## DATA SHOWN:
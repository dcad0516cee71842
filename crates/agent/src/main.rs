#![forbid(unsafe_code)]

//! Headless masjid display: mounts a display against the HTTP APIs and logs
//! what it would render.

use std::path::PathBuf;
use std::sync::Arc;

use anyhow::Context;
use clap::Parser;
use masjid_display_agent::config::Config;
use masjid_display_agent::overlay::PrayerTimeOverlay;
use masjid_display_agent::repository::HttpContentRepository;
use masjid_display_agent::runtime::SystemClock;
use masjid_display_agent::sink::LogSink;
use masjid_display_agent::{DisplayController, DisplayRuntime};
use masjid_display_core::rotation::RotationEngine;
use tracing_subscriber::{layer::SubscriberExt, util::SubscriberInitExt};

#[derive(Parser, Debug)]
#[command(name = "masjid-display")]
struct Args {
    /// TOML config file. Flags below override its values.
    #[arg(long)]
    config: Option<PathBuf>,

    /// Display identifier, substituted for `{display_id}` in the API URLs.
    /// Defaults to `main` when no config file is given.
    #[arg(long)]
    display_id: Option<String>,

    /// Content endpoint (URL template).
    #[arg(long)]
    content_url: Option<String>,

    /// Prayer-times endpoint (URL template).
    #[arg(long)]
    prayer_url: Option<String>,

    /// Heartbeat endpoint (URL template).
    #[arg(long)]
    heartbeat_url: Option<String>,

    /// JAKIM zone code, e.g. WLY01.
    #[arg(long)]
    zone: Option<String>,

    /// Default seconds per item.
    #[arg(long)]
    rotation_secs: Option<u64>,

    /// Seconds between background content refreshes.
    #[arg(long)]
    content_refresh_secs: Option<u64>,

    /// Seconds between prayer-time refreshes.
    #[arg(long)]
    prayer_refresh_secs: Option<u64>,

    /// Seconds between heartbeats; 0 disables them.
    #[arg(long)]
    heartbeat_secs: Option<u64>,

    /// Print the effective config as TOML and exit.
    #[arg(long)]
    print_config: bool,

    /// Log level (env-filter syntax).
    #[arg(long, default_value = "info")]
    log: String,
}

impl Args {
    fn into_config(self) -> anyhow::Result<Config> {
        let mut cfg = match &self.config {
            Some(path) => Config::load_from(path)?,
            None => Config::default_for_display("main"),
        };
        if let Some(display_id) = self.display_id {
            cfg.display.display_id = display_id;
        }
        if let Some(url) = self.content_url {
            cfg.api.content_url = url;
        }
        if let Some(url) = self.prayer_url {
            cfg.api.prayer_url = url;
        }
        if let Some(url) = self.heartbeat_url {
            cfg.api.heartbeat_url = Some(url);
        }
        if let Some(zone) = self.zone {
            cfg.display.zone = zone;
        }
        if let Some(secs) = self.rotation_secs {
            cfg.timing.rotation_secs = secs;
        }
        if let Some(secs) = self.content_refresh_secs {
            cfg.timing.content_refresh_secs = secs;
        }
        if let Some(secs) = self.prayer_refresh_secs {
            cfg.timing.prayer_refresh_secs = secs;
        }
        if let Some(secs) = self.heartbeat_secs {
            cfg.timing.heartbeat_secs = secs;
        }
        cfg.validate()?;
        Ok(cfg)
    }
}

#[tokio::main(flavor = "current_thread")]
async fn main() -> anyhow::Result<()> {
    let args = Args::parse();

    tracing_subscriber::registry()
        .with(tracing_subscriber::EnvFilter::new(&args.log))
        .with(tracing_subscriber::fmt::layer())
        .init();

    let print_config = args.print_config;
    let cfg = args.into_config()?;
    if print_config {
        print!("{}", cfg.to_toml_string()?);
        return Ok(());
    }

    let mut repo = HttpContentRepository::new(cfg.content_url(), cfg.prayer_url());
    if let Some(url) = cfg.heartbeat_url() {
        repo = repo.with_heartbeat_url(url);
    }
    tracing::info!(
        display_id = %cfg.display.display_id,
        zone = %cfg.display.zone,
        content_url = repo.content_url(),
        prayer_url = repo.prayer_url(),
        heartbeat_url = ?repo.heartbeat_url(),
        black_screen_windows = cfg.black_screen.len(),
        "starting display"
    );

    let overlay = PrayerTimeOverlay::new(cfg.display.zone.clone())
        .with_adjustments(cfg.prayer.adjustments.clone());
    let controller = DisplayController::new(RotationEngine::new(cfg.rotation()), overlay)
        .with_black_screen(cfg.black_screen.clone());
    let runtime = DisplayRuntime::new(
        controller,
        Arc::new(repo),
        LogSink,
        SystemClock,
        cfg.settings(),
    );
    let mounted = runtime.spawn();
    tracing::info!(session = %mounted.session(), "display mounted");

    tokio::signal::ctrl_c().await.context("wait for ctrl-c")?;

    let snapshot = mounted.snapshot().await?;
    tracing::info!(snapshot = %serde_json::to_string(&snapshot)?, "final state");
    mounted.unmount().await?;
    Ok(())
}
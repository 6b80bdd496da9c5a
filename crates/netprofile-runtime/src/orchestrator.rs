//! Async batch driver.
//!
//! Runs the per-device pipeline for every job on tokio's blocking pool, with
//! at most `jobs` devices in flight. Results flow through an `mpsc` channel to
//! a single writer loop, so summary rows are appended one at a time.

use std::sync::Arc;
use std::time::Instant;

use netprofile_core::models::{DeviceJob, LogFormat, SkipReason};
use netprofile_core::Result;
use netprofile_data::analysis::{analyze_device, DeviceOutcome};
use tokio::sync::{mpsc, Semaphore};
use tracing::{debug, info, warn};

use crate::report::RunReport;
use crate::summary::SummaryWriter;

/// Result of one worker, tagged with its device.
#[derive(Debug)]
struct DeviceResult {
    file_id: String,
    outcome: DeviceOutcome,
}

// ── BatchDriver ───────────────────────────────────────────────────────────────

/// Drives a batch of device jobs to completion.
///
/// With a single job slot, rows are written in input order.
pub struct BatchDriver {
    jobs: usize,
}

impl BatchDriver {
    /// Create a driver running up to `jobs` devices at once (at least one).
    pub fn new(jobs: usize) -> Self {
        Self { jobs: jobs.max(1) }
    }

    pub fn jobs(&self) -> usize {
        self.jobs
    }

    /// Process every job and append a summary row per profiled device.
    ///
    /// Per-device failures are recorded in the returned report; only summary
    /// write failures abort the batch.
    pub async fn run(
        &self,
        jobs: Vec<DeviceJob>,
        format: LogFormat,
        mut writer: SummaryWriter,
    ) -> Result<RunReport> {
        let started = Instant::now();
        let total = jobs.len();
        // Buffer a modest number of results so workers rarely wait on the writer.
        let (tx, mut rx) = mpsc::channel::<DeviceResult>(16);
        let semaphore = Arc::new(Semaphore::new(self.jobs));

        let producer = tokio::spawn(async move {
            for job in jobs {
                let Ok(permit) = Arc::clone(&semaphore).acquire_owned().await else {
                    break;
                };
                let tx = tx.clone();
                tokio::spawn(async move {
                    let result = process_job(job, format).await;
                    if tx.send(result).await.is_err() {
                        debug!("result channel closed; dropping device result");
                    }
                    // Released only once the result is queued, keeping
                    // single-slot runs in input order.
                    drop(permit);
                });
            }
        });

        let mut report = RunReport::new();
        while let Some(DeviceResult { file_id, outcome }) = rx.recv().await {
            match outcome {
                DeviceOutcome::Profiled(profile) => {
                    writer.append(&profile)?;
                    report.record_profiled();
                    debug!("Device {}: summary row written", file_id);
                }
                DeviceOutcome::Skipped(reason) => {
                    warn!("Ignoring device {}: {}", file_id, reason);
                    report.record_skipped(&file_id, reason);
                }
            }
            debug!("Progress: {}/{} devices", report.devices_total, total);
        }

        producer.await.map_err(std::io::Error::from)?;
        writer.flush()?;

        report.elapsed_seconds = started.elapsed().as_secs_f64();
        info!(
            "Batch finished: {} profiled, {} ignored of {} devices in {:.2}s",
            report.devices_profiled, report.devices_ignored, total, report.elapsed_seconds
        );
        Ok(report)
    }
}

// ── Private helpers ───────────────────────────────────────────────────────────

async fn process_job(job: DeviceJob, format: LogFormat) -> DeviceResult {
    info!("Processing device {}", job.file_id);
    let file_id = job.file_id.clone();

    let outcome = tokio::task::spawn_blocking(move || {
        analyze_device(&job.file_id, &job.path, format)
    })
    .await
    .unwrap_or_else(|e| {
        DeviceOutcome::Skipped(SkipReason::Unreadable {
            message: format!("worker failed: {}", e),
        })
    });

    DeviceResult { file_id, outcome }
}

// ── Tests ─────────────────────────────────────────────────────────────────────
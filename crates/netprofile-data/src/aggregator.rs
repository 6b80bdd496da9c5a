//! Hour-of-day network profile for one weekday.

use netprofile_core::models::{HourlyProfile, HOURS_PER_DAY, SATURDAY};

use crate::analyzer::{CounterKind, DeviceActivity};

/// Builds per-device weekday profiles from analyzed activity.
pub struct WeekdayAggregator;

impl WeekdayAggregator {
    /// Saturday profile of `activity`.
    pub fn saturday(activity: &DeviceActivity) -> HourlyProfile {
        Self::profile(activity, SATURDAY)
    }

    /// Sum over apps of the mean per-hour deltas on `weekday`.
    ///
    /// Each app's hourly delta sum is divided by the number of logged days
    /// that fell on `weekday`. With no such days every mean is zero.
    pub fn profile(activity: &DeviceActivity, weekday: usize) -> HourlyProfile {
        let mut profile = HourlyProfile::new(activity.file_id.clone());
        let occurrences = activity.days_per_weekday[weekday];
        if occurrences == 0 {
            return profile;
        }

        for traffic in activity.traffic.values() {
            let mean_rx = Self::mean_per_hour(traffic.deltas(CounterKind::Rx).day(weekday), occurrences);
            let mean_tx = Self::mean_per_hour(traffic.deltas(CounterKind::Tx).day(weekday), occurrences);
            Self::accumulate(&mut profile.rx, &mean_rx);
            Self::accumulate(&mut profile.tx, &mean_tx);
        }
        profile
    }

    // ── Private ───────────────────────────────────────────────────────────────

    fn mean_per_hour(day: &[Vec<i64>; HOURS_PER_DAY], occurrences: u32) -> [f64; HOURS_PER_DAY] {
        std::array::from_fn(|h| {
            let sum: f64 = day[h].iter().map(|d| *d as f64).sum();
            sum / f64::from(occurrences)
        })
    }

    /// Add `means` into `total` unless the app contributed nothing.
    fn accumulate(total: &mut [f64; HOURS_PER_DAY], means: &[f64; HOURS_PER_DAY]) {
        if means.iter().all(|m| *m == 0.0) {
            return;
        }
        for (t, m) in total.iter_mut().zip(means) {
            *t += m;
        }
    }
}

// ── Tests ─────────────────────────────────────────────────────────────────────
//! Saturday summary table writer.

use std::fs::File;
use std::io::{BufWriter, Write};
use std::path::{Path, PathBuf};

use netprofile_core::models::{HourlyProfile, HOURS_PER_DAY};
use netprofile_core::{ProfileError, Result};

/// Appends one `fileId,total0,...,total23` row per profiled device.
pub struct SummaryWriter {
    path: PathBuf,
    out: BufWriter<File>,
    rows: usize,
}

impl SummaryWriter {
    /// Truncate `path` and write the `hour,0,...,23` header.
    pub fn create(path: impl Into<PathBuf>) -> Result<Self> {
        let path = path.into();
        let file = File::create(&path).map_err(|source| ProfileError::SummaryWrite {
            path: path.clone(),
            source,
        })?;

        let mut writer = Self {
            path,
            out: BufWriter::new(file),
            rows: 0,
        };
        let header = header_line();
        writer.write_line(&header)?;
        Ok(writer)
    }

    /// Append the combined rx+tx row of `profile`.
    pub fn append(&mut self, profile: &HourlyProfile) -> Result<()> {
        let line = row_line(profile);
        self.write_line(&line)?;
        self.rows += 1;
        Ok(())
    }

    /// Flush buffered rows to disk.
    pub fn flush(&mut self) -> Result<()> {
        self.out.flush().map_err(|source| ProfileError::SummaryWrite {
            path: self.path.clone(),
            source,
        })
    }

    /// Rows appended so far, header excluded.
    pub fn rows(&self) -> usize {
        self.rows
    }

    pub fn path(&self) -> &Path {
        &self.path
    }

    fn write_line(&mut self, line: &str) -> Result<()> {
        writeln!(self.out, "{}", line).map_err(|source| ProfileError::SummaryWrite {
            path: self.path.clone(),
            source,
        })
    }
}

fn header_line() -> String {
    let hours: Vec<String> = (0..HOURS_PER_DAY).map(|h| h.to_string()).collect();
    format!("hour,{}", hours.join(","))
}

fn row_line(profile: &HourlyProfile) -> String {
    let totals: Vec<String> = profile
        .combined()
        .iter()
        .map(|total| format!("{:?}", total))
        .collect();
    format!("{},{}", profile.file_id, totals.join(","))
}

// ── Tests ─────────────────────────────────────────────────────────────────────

--

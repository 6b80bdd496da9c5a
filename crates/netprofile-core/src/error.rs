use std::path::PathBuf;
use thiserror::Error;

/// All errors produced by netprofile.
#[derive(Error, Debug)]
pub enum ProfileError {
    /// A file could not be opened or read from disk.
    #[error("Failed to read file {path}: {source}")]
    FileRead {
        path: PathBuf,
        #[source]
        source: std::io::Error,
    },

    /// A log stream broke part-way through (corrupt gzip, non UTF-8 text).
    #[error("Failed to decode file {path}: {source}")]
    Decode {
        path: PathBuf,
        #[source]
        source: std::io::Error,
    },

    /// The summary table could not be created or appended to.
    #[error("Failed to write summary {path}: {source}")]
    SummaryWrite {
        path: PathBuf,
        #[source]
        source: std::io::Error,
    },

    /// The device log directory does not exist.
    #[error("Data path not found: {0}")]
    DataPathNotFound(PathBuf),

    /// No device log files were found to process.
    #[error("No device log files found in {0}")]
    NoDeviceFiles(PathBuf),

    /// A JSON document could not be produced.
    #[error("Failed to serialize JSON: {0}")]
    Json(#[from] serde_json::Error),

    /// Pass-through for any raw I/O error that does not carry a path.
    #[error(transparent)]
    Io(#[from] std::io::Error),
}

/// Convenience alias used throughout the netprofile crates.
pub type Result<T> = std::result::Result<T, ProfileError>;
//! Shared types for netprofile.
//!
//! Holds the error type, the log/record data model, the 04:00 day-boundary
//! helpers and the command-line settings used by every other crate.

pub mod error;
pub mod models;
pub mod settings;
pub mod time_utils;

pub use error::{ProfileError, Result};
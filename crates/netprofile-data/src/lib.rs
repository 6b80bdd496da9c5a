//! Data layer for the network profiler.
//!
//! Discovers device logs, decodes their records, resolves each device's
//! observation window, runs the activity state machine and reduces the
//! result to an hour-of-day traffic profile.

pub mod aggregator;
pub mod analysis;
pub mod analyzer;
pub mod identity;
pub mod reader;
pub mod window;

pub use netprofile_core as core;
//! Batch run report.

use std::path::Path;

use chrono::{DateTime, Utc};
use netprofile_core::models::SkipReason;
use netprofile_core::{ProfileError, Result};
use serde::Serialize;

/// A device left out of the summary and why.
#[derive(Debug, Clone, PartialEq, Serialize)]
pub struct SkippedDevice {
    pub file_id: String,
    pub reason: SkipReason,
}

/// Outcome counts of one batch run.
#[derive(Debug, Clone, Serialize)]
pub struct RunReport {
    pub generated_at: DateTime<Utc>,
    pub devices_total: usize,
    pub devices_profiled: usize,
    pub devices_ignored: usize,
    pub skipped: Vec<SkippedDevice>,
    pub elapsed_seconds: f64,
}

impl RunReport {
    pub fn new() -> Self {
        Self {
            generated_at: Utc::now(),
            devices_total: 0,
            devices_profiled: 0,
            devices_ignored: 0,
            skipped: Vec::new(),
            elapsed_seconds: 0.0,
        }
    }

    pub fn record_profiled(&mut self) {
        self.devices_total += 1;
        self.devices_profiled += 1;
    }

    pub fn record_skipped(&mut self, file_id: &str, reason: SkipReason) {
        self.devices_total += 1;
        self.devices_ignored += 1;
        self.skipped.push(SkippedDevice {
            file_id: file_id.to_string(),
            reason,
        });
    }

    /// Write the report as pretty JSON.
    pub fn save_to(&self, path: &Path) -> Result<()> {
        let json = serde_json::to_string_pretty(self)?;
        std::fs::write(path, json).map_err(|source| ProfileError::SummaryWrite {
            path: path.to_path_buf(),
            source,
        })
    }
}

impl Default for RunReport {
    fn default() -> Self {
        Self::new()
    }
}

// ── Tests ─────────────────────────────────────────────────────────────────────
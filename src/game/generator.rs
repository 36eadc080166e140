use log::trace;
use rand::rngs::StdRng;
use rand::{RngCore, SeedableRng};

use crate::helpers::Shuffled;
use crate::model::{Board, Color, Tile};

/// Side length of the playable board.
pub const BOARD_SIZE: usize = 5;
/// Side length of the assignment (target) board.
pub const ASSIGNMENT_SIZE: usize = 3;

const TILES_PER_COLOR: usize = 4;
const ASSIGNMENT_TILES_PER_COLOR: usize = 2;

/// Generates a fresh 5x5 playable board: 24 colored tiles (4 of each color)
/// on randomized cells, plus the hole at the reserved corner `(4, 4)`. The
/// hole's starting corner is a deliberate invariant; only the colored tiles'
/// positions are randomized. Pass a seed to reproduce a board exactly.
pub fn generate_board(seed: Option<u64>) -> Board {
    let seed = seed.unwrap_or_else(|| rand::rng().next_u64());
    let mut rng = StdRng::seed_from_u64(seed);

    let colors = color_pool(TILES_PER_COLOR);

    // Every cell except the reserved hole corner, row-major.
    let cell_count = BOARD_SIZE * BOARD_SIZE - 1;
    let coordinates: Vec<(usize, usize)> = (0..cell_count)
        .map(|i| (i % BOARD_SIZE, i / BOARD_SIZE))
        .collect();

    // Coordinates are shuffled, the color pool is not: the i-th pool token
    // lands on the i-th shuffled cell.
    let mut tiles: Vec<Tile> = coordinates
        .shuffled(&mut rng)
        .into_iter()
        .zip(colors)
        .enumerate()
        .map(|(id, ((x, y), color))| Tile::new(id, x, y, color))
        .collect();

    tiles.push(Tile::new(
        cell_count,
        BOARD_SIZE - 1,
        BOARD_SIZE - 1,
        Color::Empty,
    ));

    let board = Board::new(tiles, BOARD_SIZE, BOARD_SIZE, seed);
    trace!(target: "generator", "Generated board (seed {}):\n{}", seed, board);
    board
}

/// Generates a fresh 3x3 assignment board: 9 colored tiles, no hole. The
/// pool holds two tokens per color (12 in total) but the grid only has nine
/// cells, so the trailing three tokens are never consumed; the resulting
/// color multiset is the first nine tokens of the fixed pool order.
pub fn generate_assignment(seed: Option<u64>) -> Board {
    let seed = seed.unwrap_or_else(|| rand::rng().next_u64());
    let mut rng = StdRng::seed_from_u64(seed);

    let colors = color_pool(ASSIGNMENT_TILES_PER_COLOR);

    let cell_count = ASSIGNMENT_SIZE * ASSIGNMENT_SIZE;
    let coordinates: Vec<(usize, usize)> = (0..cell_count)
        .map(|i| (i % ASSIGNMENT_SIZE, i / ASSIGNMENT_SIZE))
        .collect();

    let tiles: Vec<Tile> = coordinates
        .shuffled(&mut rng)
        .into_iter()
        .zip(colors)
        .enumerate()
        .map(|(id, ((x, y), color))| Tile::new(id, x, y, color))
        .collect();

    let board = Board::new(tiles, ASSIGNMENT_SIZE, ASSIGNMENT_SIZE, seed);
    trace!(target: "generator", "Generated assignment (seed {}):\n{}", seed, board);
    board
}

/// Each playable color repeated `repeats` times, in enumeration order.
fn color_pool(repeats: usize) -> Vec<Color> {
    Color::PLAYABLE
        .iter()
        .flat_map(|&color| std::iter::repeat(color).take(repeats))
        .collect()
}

## TASK ITEM:
Show every line of the records above that contains the word "DisplayController".

## EXERCISE OUTPUT:
use masjid_display_agent::{DisplayController, DisplayRuntime};
    let controller = DisplayController::new(RotationEngine::new(cfg.rotation()), overlay)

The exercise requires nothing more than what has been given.